Muscle contraction requires ATP. In the short races (100 and 200 m), which last less than
20 seconds, creatine phosphate quickly replenishes ATP. Longer races require a steady
supply of O2 to support aerobic respiration, which generates ATP as long the lungs and
blood can deliver sufficient O2. Once the demand for O2 exceeds the supply, as in a long
race, the muscles will switch to fermentation to generate ATP. Fermentation does not
require O2 but generates ATP less efficiently than aerobic respiration.
Pull It Together
1. How do bones help maintain blood calcium concentrations?

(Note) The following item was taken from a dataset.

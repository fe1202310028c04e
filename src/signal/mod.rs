//! Signal-processing kernels.

pub mod convolve;
pub mod traits;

Bones serve as a reservoir for calcium, releasing calcium when the blood concentration is
too low and absorbing calcium when the blood concentration is too high.
2. Add exercise to the concept map in at least three different places.
“Exercise” leads with “strengthens” to “Bones” and to “Skeletal muscles.” “Exercise”
leads with “promotes growth of” to “Muscle fibers”. “Exercise” leads with “requires
coordinated action potentials through” to “Motor neurons.” “Exercise” leads with
“requires contraction of muscles via interactions between” to “Actin” and “Myosin.”
3. How do fast-twitch muscle fibers differ from slow-twitch fibers?
Fast-twitch muscle fibers specialize in short bursts of power. The cells are relatively
large, use ATP quickly, and store less O2 than slow-twitch muscle fibers. Slow-twitch
muscle fibers specialize in high-endurance activities. The cells are relatively small, use
ATP slowly, and have access to abundant O2 for aerobic respiration.